Stored data:
____________

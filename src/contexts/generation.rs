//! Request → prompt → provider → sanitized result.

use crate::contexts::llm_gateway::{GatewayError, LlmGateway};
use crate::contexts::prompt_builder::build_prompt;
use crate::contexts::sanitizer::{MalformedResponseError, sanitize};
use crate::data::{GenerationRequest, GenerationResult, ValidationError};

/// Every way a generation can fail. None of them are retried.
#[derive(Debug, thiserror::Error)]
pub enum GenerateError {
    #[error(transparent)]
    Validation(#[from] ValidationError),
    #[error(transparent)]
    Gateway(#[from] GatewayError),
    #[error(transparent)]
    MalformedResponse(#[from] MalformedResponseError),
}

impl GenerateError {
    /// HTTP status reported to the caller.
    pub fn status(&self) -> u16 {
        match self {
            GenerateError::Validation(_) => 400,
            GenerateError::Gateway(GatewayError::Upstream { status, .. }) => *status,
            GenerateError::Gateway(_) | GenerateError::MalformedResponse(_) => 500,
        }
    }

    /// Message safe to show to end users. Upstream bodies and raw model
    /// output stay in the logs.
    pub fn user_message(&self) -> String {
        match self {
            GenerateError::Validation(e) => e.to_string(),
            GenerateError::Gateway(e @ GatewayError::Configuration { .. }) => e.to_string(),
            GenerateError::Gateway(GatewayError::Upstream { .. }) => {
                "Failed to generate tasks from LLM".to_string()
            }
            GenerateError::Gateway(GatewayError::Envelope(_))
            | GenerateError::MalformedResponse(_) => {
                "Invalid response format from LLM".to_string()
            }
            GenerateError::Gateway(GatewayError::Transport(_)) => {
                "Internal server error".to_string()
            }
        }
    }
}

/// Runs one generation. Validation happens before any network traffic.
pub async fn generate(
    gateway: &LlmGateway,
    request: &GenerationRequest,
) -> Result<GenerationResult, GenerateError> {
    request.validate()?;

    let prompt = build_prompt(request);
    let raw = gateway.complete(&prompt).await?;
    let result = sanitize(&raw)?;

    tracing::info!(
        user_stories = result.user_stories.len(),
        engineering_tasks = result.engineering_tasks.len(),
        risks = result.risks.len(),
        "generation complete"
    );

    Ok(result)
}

____________

§ **Assignment**:
Using the entries above, please restate each one word for word.

§ **Completed exercise**:
filename src/contexts/generation.rs
//! Request → prompt → provider → sanitized result.

use crate::contexts::llm_gateway::{GatewayError, LlmGateway};
use crate::contexts::prompt_builder::build_prompt;
use crate::contexts::sanitizer::{MalformedResponseError, sanitize};
use crate::data::{GenerationRequest, GenerationResult, ValidationError};

/// Every way a generation can fail. None of them are retried.
#[derive(Debug, thiserror::Error)]
pub enum GenerateError {
    #[error(transparent)]
    Validation(#[from] ValidationError),
    #[error(transparent)]
    Gateway(#[from] GatewayError),
    #[error(transparent)]
    MalformedResponse(#[from] MalformedResponseError),
}

impl GenerateError {
    /// HTTP status reported to the caller.
    pub fn status(&self) -> u16 {
        match self {
            GenerateError::Validation(_) => 400,
            GenerateError::Gateway(GatewayError::Upstream { status, .. }) => *status,
            GenerateError::Gateway(_) | GenerateError::MalformedResponse(_) => 500,
        }
    }

    /// Message safe to show to end users. Upstream bodies and raw model
    /// output stay in the logs.
    pub fn user_message(&self) -> String {
        match self {
            GenerateError::Validation(e) => e.to_string(),
            GenerateError::Gateway(e @ GatewayError::Configuration { .. }) => e.to_string(),
            GenerateError::Gateway(GatewayError::Upstream { .. }) => {
                "Failed to generate tasks from LLM".to_string()
            }
            GenerateError::Gateway(GatewayError::Envelope(_))
            | GenerateError::MalformedResponse(_) => {
                "Invalid response format from LLM".to_string()
            }
            GenerateError::Gateway(GatewayError::Transport(_)) => {
                "Internal server error".to_string()
            }
        }
    }
}

/// Runs one generation. Validation happens before any network traffic.
pub async fn generate(
    gateway: &LlmGateway,
    request: &GenerationRequest,
) -> Result<GenerationResult, GenerateError> {
    request.validate()?;

    let prompt = build_prompt(request);
    let raw = gateway.complete(&prompt).await?;
    let result = sanitize(&raw)?;

    tracing::info!(
        user_stories = result.user_stories.len(),
        engineering_tasks = result.engineering_tasks.len(),
        risks = result.risks.len(),
        "generation complete"
    );

    Ok(result)
}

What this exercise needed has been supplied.